The concept of open source is a wonderful thing – and without it, the technological landscape in which we exist would be fundamentally different, and probably worse.

Not least because your favourite computer mag would have no reason to exist.

Its greatest feature is that if you’re building a software project, you don’t need to start completely from scratch. You don’t need to build your own stack from the ground up, and you don’t need to pay licensing fees for existing components and pass that cost on to your eventual users.

If you’re developing an app, for instance, you can say that it has dependencies – other pieces of open source software it needs to run. When the user installs your fancy toy on their home machine, they already have some of these dependencies present, and their package manager fetches the rest from the default repositories.

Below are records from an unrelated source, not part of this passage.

use egui::Color32;

use super::{DrawingTool, ToolKind};
use crate::color;
use crate::error::ColorError;

/// Selector of the toolbox region, used to scroll it into view
pub const CANVAS_TOOLBOX_SELECTOR: &str = "#canvas-toolbox";

/// The toolbox next to the canvas: owns the drawing tool and the color
/// picker wiring.
#[derive(Debug, Clone)]
pub struct CanvasToolBox {
    visible: bool,
    drawing_tool: DrawingTool,
}

impl CanvasToolBox {
    pub fn new(initial_color: Color32, blank_color: Color32) -> Self {
        let mut toolbox = Self {
            visible: false,
            drawing_tool: DrawingTool::new(initial_color, blank_color),
        };
        toolbox.init_color_picker(initial_color);
        toolbox
    }

    /// Show or hide the toolbox
    pub fn set_visibility(&mut self, visible: bool) {
        self.visible = visible;
    }

    pub fn is_visible(&self) -> bool {
        self.visible
    }

    /// Seed the picker color without touching the active tool
    pub fn init_color_picker(&mut self, color: Color32) {
        self.drawing_tool.set_color(color);
    }

    /// Called by the color picker on every user change.
    ///
    /// Picking a color always switches back to the brush.
    pub fn on_color_change(&mut self, hex: &str) -> Result<(), ColorError> {
        let color = color::parse_hex_color(hex)?;
        self.drawing_tool.set_color(color);
        self.drawing_tool.select_tool(ToolKind::Brush);
        Ok(())
    }

    pub fn drawing_tool(&self) -> &DrawingTool {
        &self.drawing_tool
    }

    pub fn drawing_tool_mut(&mut self) -> &mut DrawingTool {
        &mut self.drawing_tool
    }
}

In many cases, this isn’t a problem. A single typed command and a password confirmation sees the fruits of your labour deployed successfully on tens of thousands of machines across the globe. Happiness and GitHub stars all round.

In real life, it doesn’t always work like that. Software is constantly being updated, and the dependencies on which your awesomely useful program relies change in functionality. Features are deprecated, and the way in which you interact with other features shifts. Read on to find out what you can do about it…

CREDIT: Magictorch

Dodging dependency hell

Take Python – it’s one of the most popular programming languages in the world, and has T been used for millions of individual coding projects. The current version is 3.11, and while it comes with various upgrades for speed and security, it deprecates several features, functions and modules. If a Python app you wrote a few years ago uses binhex, distutils or gettext functions, it won’t run on the most up-to-date installs. While readers of Linux Format probably wouldn’t have too much of a problem specifying which Python version to use, it makes the experience more difficult than it needs to be. If you’re a developer, it means you either need to regularly go back and update your code so the app works with a broader variety of software setups, or abandon it and hope that somebody finds it useful enough to fork.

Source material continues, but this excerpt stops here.